Being a compromise between convenience and safety is a core aspect of
security, however when there's an administrative policy umbrella which covers
a few ways "cloud" may be used safely, when it may be used unsafely... it
seems like they need to create their own exclusive cloud or rethink this (yes,
I understand this is a very non-specific, high-level-view document, and that
the implementation details aren't outlined).

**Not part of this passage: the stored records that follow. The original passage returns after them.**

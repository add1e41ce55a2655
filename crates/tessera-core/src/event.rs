//! In-process publish/subscribe.
//!
//! Delivery is at-most-once and best-effort.  [`EventBus::publish`] runs every
//! subscriber of a channel sequentially, highest priority first (ties in
//! subscription order).  A failing or panicking subscriber is logged and
//! skipped; it never stops the remaining subscribers and never reaches the
//! publisher.
//!
//! Subscriptions are kept in an arena keyed by owner so a plugin's
//! subscriptions can be dropped in one call to
//! [`unsubscribe_all`](EventBus::unsubscribe_all) when it is uninstalled.

use std::collections::HashMap;
use std::future::Future;
use std::panic::AssertUnwindSafe;
use std::sync::Arc;
use std::sync::atomic::{AtomicU64, Ordering};

use futures::FutureExt;
use futures::future::BoxFuture;
use parking_lot::RwLock;
use serde_json::Value;
use tower::BoxError;
use tracing::{debug, error, trace, warn};

/// Channel published when a service is registered.
pub const SERVICE_REGISTERED: &str = "service:registered";
/// Channel published when a service is unregistered.
pub const SERVICE_REMOVED: &str = "service:removed";

/// A published event.
#[derive(Debug, Clone, PartialEq)]
pub struct Event {
    pub channel: String,
    pub payload: Value,
}

/// Type-erased subscriber callback.
pub type EventHandler =
    Arc<dyn Fn(Arc<Event>) -> BoxFuture<'static, Result<(), BoxError>> + Send + Sync>;

/// Identifier returned by [`EventBus::subscribe`].
#[derive(Debug, Clone, Copy, PartialEq, Eq, Hash, PartialOrd, Ord)]
pub struct SubscriptionId(u64);

/// Options for a subscription.
#[derive(Debug, Clone, Default)]
pub struct SubscribeOptions {
    /// Higher runs first.
    pub priority: i32,
    /// Owner tag used by [`EventBus::unsubscribe_all`].
    pub owner: Option<String>,
}

impl SubscribeOptions {
    pub fn priority(mut self, priority: i32) -> Self {
        self.priority = priority;
        self
    }

    pub fn owner(mut self, owner: impl Into<String>) -> Self {
        self.owner = Some(owner.into());
        self
    }
}

struct Subscription {
    id: SubscriptionId,
    priority: i32,
    owner: Option<String>,
    handler: EventHandler,
}

#[derive(Default)]
struct Arena {
    /// Per channel, sorted by priority descending then id ascending.
    channels: HashMap<String, Vec<Arc<Subscription>>>,
    /// Subscription id → channel.
    index: HashMap<SubscriptionId, String>,
    /// Owner → subscription ids.
    owners: HashMap<String, Vec<SubscriptionId>>,
}

/// Process-wide event bus.
pub struct EventBus {
    next_id: AtomicU64,
    arena: RwLock<Arena>,
}

impl Default for EventBus {
    fn default() -> Self {
        Self::new()
    }
}

impl EventBus {
    pub fn new() -> Self {
        Self {
            next_id: AtomicU64::new(1),
            arena: RwLock::new(Arena::default()),
        }
    }

    /// Subscribes `handler` to `channel`.
    pub fn subscribe<F, Fut>(
        &self,
        channel: impl Into<String>,
        options: SubscribeOptions,
        handler: F,
    ) -> SubscriptionId
    where
        F: Fn(Arc<Event>) -> Fut + Send + Sync + 'static,
        Fut: Future<Output = Result<(), BoxError>> + Send + 'static,
    {
        let handler: EventHandler = Arc::new(move |event| handler(event).boxed());
        self.subscribe_boxed(channel.into(), options, handler)
    }

    /// Subscribes an already type-erased handler.
    pub fn subscribe_boxed(
        &self,
        channel: String,
        options: SubscribeOptions,
        handler: EventHandler,
    ) -> SubscriptionId {
        let id = SubscriptionId(self.next_id.fetch_add(1, Ordering::Relaxed));
        let sub = Arc::new(Subscription {
            id,
            priority: options.priority,
            owner: options.owner.clone(),
            handler,
        });

        let mut arena = self.arena.write();
        let list = arena.channels.entry(channel.clone()).or_default();
        // Insert after every subscription with priority >= ours to keep ties in
        // registration order.
        let pos = list.partition_point(|s| s.priority >= sub.priority);
        list.insert(pos, sub);
        arena.index.insert(id, channel.clone());
        if let Some(owner) = options.owner {
            arena.owners.entry(owner).or_default().push(id);
        }

        trace!(channel = %channel, subscription = id.0, "Subscribed");
        id
    }

    /// Removes a single subscription.  Returns `false` if it was unknown.
    pub fn unsubscribe(&self, id: SubscriptionId) -> bool {
        let mut arena = self.arena.write();
        let Some(channel) = arena.index.remove(&id) else {
            return false;
        };
        let mut owner = None;
        if let Some(list) = arena.channels.get_mut(&channel) {
            if let Some(pos) = list.iter().position(|s| s.id == id) {
                owner = list.remove(pos).owner.clone();
            }
            if list.is_empty() {
                arena.channels.remove(&channel);
            }
        }
        if let Some(owner) = owner
            && let Some(ids) = arena.owners.get_mut(&owner)
        {
            ids.retain(|i| *i != id);
            if ids.is_empty() {
                arena.owners.remove(&owner);
            }
        }
        true
    }

    /// Removes every subscription owned by `owner` and returns how many were
    /// removed.
    pub fn unsubscribe_all(&self, owner: &str) -> usize {
        let mut arena = self.arena.write();
        let Some(ids) = arena.owners.remove(owner) else {
            return 0;
        };
        for id in &ids {
            let Some(channel) = arena.index.remove(id) else {
                continue;
            };
            if let Some(list) = arena.channels.get_mut(&channel) {
                list.retain(|s| s.id != *id);
                if list.is_empty() {
                    arena.channels.remove(&channel);
                }
            }
        }
        debug!(owner = %owner, removed = ids.len(), "Removed owned subscriptions");
        ids.len()
    }

    /// Number of subscribers on `channel`.
    pub fn subscriber_count(&self, channel: &str) -> usize {
        self.arena
            .read()
            .channels
            .get(channel)
            .map_or(0, Vec::len)
    }

    /// Publishes `payload` on `channel`.
    ///
    /// Subscribers are snapshotted before the first one runs, so subscribing
    /// or unsubscribing from inside a handler affects the next publish only.
    /// Returns the number of subscribers that completed successfully.
    pub async fn publish(&self, channel: &str, payload: Value) -> usize {
        let subscribers: Vec<Arc<Subscription>> = self
            .arena
            .read()
            .channels
            .get(channel)
            .cloned()
            .unwrap_or_default();
        if subscribers.is_empty() {
            return 0;
        }

        let event = Arc::new(Event {
            channel: channel.to_string(),
            payload,
        });
        let mut delivered = 0;

        for sub in subscribers {
            let handler = Arc::clone(&sub.handler);
            let ev = Arc::clone(&event);
            let outcome = AssertUnwindSafe(async move { handler(ev).await })
                .catch_unwind()
                .await;
            match outcome {
                Ok(Ok(())) => delivered += 1,
                Ok(Err(e)) => warn!(
                    channel = %channel,
                    subscription = sub.id.0,
                    owner = sub.owner.as_deref().unwrap_or("-"),
                    error = %e,
                    "Event subscriber failed"
                ),
                Err(_) => error!(
                    channel = %channel,
                    subscription = sub.id.0,
                    owner = sub.owner.as_deref().unwrap_or("-"),
                    "Event subscriber panicked"
                ),
            }
        }

        delivered
    }
}

impl std::fmt::Debug for EventBus {
    fn fmt(&self, f: &mut std::fmt::Formatter<'_>) -> std::fmt::Result {
        let arena = self.arena.read();
        f.debug_struct("EventBus")
            .field("channels", &arena.channels.len())
            .field("subscriptions", &arena.index.len())
            .finish()
    }
}
#[cfg(test)]
mod tests {
    use super::*;
    use serde_json::json;
    use tessera_core::{DispatchError, ErrorKind, Schema};
    use tessera_framework::{Next, Plugin, PluginContext, PluginError, PluginState};

    use crate::error::RuntimeError;

    fn weather() -> Plugin {
        Plugin::builder("weather")
            .version("1.2.0")
            .on_install(|ctx: Arc<PluginContext>| async move {
                let unit = ctx.config()["unit"].as_str().unwrap_or("C").to_string();
                ctx.register_service("weather.unit", Arc::new(unit)).await?;
                Ok(())
            })
            .build()
    }

    fn forecast() -> Plugin {
        Plugin::builder("forecast").depends_on("weather").build()
    }

    static WEATHER: PluginDescriptor = PluginDescriptor::new("weather", weather);
    static FORECAST: PluginDescriptor = PluginDescriptor::new("forecast", forecast);

    fn config() -> TesseraConfig {
        let mut config = TesseraConfig::default();
        config.intents.push(
            IntentDefinition::new("get_weather", "weather-card").with_parameters(
                Schema::object().required_property("location", Schema::string()),
            ),
        );
        config.plugins.enabled = vec!["forecast".into(), "weather".into()];
        config
            .plugins
            .settings
            .insert("weather".into(), json!({ "unit": "F" }));
        config
    }

    fn runtime(config: &TesseraConfig) -> TesseraRuntime {
        let runtime = TesseraRuntime::from_config(config);
        runtime.register_plugins([WEATHER, FORECAST]).unwrap();
        runtime.bind_handler("get_weather", |ctx: Arc<RequestContext>| async move {
            let unit = ctx
                .services()
                .get::<String>("weather.unit")
                .map(|u| u.as_str().to_owned())
                .unwrap_or_default();
            Ok(json!({ "location": ctx.parameters()["location"], "unit": unit }))
        });
        runtime
    }

    #[tokio::test]
    async fn test_boot_dispatch_and_stop() {
        let runtime = runtime(&config());
        runtime.start().await.unwrap();
        assert!(runtime.is_running().await);
        assert_eq!(runtime.plugins().state("weather"), Some(PluginState::Running));
        assert_eq!(runtime.plugins().state("forecast"), Some(PluginState::Running));

        let resp = runtime
            .dispatch(DispatchRequest::new("get_weather", json!({ "location": "Paris" })))
            .await;
        assert_eq!(
            resp,
            DispatchResponse::Success {
                component: "weather-card".into(),
                data: json!({ "location": "Paris", "unit": "F" }),
            }
        );

        let invalid = runtime
            .dispatch(DispatchRequest::new("get_weather", json!({})))
            .await;
        assert_eq!(invalid.error_kind(), Some(ErrorKind::ValidationError));

        let health = runtime.health().await;
        assert_eq!(health.len(), 2);

        runtime.stop().await.unwrap();
        assert!(!runtime.is_running().await);
        assert_eq!(runtime.plugins().state("weather"), Some(PluginState::Stopped));
        assert!(runtime.app().services().get::<String>("weather.unit").is_none());
    }

    #[tokio::test]
    async fn test_unknown_enabled_plugin_fails_start() {
        let mut config = config();
        config.plugins.enabled.push("missing".into());
        let runtime = runtime(&config);

        let result = runtime.start().await;
        assert!(matches!(
            result,
            Err(RuntimeError::Plugin(PluginError::NotFound(name))) if name == "missing"
        ));
        assert!(!runtime.is_running().await);
        assert_eq!(runtime.plugins().state("weather"), None);
        assert!(!runtime.app().intents().contains("get_weather"));
        assert!(runtime.app().intents().is_empty());
    }

    #[tokio::test]
    async fn test_start_is_idempotent_and_keeps_programmatic_intents() {
        let runtime = runtime(&config());
        runtime
            .register_intent(IntentDefinition::new("get_weather", "custom-card"))
            .unwrap();

        runtime.start().await.unwrap();
        runtime.start().await.unwrap();

        let intent = runtime.app().intents().resolve("get_weather").unwrap();
        assert_eq!(intent.component, "custom-card");
        runtime.stop().await.unwrap();
        runtime.stop().await.unwrap();
    }

    #[tokio::test]
    async fn test_middleware_and_run_until() {
        let mut config = config();
        config.plugins.enabled.clear();
        let runtime = runtime(&config);
        runtime
            .use_middleware(MiddlewareDescriptor::request(
                "auth",
                0,
                |ctx: Arc<RequestContext>, next: Next| async move {
                    if ctx.meta("token").is_none() {
                        return Err(DispatchError::authentication("missing token"));
                    }
                    next.run().await
                },
            ))
            .unwrap();

        runtime
            .run_until(async {
                let body = json!({
                    "intentName": "get_weather",
                    "parameters": { "location": "Oslo" }
                });
                let denied = runtime.dispatch_json(body).await;
                assert_eq!(denied["errorKind"], "AuthenticationError");

                let allowed = runtime
                    .dispatch(
                        DispatchRequest::new("get_weather", json!({ "location": "Oslo" }))
                            .with_metadata("token", "t"),
                    )
                    .await;
                assert!(allowed.is_success());
            })
            .await
            .unwrap();
        assert!(!runtime.is_running().await);
    }
}
//! The handle a plugin's `install` capability works through: its config
//! section, its logger span, and owner-tagged access to services and events.

use std::any::Any;
use std::future::Future;
use std::sync::Arc;

use serde::de::DeserializeOwned;
use serde_json::Value;
use tessera_core::{
    Event, EventBus, RegistryResult, ServiceOptions, ServiceRegistry, SubscribeOptions,
    SubscriptionId,
};
use tower::BoxError;
use tracing::Span;

/// Context passed to a plugin's `install` capability.
///
/// Everything registered through it is tagged with the plugin's name, so the
/// manager can remove it again on rollback or uninstall.  Registering
/// straight on [`services`](Self::services) or [`events`](Self::events)
/// bypasses that tagging.
#[derive(Debug, Clone)]
pub struct PluginContext {
    name: String,
    config: Arc<Value>,
    services: Arc<ServiceRegistry>,
    events: Arc<EventBus>,
    span: Span,
}

impl PluginContext {
    pub(crate) fn new(
        name: impl Into<String>,
        config: Arc<Value>,
        services: Arc<ServiceRegistry>,
        events: Arc<EventBus>,
        span: Span,
    ) -> Self {
        Self {
            name: name.into(),
            config,
            services,
            events,
            span,
        }
    }

    pub fn name(&self) -> &str {
        &self.name
    }

    /// Raw config section; an empty object when none was configured.
    pub fn config(&self) -> &Value {
        &self.config
    }

    /// Deserialises the config section into `T`.
    ///
    /// Use `#[serde(default)]` on `T` to make every field optional.
    pub fn get_config<T: DeserializeOwned>(&self) -> serde_json::Result<T> {
        T::deserialize(self.config.as_ref())
    }

    /// The plugin's logger scope.
    ///
    /// ```rust,ignore
    /// let _guard = ctx.span().enter();
    /// info!("connected");   // carries plugin = "weather"
    /// ```
    pub fn span(&self) -> &Span {
        &self.span
    }

    pub fn services(&self) -> &Arc<ServiceRegistry> {
        &self.services
    }

    pub fn events(&self) -> &Arc<EventBus> {
        &self.events
    }

    fn tagged(&self, options: ServiceOptions) -> ServiceOptions {
        options.owner(self.name.clone())
    }

    // ─── Owner-tagged registration ───────────────────────────────────────────

    pub async fn register_service<T>(
        &self,
        name: impl Into<String>,
        instance: Arc<T>,
    ) -> RegistryResult<()>
    where
        T: Any + Send + Sync,
    {
        self.register_service_with(name, instance, ServiceOptions::default())
            .await
    }

    pub async fn register_singleton<T, F>(
        &self,
        name: impl Into<String>,
        factory: F,
    ) -> RegistryResult<()>
    where
        T: Any + Send + Sync,
        F: Fn() -> T + Send + Sync + 'static,
    {
        self.register_singleton_with(name, factory, ServiceOptions::default())
            .await
    }

    pub async fn register_transient<T, F>(
        &self,
        name: impl Into<String>,
        factory: F,
    ) -> RegistryResult<()>
    where
        T: Any + Send + Sync,
        F: Fn() -> T + Send + Sync + 'static,
    {
        self.register_transient_with(name, factory, ServiceOptions::default())
            .await
    }

    /// Registers an instance with explicit `options`.
    ///
    /// The owner is always this plugin, whatever `options.owner` says.  With
    /// `override_existing` the previous registration is replaced outright:
    /// when this plugin is rolled back or uninstalled the name is removed,
    /// not restored to the overridden provider.
    pub async fn register_service_with<T>(
        &self,
        name: impl Into<String>,
        instance: Arc<T>,
        options: ServiceOptions,
    ) -> RegistryResult<()>
    where
        T: Any + Send + Sync,
    {
        self.services
            .register_instance(name, instance, self.tagged(options))
            .await
    }

    /// Singleton counterpart of [`register_service_with`](Self::register_service_with).
    pub async fn register_singleton_with<T, F>(
        &self,
        name: impl Into<String>,
        factory: F,
        options: ServiceOptions,
    ) -> RegistryResult<()>
    where
        T: Any + Send + Sync,
        F: Fn() -> T + Send + Sync + 'static,
    {
        self.services
            .register_singleton(name, factory, self.tagged(options))
            .await
    }

    /// Transient counterpart of [`register_service_with`](Self::register_service_with).
    pub async fn register_transient_with<T, F>(
        &self,
        name: impl Into<String>,
        factory: F,
        options: ServiceOptions,
    ) -> RegistryResult<()>
    where
        T: Any + Send + Sync,
        F: Fn() -> T + Send + Sync + 'static,
    {
        self.services
            .register_transient(name, factory, self.tagged(options))
            .await
    }

    /// Subscribes to `channel` at `priority`, owned by this plugin.
    pub fn subscribe<F, Fut>(
        &self,
        channel: impl Into<String>,
        priority: i32,
        handler: F,
    ) -> SubscriptionId
    where
        F: Fn(Arc<Event>) -> Fut + Send + Sync + 'static,
        Fut: Future<Output = Result<(), BoxError>> + Send + 'static,
    {
        let options = SubscribeOptions::default()
            .priority(priority)
            .owner(self.name.clone());
        self.events.subscribe(channel, options, handler)
    }
}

Hearing 'this involves a lot of risk, let's do this right' is one thing,
seeing an administrative guidance from the US Government saying they will be
implementing it is another thing entirely, and learning that this pertains to
"cloud-in-general" use during the year 2019... I mean, to be clear, the
document suggests that if they go through their own encryption funnel as
specified by policy, they can touch 3rd party storage and applications. No
matter how clandestinely you fill the safe, no matter how securely you hide
the location in which it's buried, you're still using this big corporation's
consumer grade junk. There's the saying "don't implement a technical solution
to solve an administrative problem" (and vice versa)... this is implementing
an administrative policy to acknowledge the technical problem, however what it
will "solve" before they jump to the next thing will have to be seen. I'm
willing to bet this will be scratched wholesale or change dramatically far
before 85% implementation.

------
equalunique
Trusted Internet Connection (TIC) guidance for US government agencies will
allow for network traffic to flow seperate from self-hosted physical TIC
infrastructure, opening the door for cloud-based solutions.